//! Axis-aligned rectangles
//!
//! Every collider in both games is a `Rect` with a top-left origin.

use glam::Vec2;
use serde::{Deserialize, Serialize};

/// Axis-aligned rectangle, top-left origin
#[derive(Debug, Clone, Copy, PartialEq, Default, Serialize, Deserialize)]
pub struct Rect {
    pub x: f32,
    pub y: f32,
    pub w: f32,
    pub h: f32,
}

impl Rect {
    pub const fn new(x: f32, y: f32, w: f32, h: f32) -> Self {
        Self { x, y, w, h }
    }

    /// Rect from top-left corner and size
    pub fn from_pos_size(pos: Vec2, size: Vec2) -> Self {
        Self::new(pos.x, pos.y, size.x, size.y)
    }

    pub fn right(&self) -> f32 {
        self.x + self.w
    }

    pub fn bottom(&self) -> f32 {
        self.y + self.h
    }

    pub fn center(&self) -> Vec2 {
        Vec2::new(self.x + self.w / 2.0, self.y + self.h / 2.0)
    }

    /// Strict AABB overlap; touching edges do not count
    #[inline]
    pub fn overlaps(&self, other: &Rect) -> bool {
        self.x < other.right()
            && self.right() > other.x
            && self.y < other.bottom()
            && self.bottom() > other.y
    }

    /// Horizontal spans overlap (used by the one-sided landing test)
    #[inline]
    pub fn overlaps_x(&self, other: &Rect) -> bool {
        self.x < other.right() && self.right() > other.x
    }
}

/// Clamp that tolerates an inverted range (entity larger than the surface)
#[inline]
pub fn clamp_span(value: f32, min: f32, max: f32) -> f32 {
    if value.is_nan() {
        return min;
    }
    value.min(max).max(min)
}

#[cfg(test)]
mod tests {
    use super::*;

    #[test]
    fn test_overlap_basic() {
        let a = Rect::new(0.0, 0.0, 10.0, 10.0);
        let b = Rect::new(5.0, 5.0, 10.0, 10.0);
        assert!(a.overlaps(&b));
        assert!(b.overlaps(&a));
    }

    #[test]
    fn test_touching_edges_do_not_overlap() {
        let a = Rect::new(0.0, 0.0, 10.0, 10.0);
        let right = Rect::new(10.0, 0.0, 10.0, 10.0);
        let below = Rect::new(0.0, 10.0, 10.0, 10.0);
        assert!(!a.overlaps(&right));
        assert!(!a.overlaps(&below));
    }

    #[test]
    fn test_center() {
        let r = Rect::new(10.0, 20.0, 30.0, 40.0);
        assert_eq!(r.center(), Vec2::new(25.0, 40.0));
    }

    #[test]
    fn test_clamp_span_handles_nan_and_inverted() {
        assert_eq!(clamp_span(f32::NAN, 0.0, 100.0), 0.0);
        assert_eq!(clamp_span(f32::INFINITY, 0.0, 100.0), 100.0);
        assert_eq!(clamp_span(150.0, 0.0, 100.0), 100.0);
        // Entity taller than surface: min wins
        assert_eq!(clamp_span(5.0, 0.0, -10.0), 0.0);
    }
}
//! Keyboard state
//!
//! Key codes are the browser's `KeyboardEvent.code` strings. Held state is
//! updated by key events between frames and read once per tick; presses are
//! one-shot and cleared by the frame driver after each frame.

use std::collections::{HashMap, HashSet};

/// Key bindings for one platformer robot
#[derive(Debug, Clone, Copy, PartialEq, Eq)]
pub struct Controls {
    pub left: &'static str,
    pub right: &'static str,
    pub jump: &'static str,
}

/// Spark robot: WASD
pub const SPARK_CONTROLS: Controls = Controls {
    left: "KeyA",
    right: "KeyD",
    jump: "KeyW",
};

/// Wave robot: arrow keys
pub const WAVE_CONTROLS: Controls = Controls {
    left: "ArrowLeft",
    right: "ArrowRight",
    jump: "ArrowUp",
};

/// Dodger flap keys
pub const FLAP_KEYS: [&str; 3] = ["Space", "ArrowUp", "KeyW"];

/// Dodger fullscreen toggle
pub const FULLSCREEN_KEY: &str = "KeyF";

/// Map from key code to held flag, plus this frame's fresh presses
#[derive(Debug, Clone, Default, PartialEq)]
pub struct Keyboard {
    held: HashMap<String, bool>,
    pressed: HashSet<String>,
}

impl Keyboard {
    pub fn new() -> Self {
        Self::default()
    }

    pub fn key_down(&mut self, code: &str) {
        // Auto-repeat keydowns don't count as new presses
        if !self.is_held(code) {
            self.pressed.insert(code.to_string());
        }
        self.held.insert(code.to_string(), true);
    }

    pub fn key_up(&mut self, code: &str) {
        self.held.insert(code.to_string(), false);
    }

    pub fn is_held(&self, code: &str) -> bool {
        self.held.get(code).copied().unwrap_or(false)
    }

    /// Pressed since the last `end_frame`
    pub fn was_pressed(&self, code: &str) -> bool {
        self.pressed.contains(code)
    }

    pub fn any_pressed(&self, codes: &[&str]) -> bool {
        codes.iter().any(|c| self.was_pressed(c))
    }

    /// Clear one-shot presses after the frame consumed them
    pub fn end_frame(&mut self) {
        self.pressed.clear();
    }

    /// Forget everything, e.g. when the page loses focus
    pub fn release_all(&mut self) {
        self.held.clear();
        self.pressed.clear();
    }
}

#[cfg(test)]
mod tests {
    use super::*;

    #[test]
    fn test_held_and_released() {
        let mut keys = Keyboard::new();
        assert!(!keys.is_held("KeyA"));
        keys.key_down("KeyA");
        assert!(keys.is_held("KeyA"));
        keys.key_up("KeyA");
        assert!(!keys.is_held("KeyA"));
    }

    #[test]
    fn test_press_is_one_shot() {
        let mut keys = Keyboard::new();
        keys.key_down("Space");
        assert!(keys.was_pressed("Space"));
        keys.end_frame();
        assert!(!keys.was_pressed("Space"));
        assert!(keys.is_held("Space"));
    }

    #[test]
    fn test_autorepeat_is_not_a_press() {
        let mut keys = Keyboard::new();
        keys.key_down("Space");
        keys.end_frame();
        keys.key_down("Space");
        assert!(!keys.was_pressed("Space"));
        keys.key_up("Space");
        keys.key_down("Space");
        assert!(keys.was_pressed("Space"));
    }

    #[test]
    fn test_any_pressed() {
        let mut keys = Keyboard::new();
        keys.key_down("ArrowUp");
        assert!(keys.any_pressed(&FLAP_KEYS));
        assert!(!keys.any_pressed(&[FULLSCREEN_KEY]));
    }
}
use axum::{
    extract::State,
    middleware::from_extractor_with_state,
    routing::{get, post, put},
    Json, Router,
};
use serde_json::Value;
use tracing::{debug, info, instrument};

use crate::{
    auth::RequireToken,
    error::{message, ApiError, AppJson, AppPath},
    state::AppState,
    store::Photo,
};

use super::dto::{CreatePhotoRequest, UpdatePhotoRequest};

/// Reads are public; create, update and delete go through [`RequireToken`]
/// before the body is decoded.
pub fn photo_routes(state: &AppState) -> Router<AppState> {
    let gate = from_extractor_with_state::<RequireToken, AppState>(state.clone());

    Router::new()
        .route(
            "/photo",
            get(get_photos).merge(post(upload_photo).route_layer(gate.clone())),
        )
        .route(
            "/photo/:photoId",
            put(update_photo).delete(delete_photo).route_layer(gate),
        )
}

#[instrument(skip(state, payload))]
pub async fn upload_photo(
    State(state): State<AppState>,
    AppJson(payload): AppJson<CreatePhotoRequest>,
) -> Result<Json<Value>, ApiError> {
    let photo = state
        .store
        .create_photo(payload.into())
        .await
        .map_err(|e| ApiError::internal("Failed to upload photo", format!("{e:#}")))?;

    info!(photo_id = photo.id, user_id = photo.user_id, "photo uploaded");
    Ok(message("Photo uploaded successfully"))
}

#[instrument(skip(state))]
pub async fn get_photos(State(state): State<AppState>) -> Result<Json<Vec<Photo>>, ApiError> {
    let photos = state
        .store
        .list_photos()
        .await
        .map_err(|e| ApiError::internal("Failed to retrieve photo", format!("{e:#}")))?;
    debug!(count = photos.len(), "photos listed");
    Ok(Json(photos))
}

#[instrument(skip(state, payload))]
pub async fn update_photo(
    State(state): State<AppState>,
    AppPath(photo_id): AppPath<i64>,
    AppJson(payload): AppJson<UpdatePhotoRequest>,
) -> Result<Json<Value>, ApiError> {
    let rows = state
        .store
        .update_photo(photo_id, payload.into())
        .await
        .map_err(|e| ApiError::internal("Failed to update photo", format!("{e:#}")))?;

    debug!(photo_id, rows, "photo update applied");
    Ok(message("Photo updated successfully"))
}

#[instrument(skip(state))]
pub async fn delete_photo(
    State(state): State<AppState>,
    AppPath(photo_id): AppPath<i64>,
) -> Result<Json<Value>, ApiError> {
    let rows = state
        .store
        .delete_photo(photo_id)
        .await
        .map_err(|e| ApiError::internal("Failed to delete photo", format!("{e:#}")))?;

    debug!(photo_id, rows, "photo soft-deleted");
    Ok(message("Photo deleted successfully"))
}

================

* Exercise directions *
Search the listing above for the string "aligned" and return each line it appears on.

* Result of this task *
//! Axis-aligned rectangles
/// Axis-aligned rectangle, top-left origin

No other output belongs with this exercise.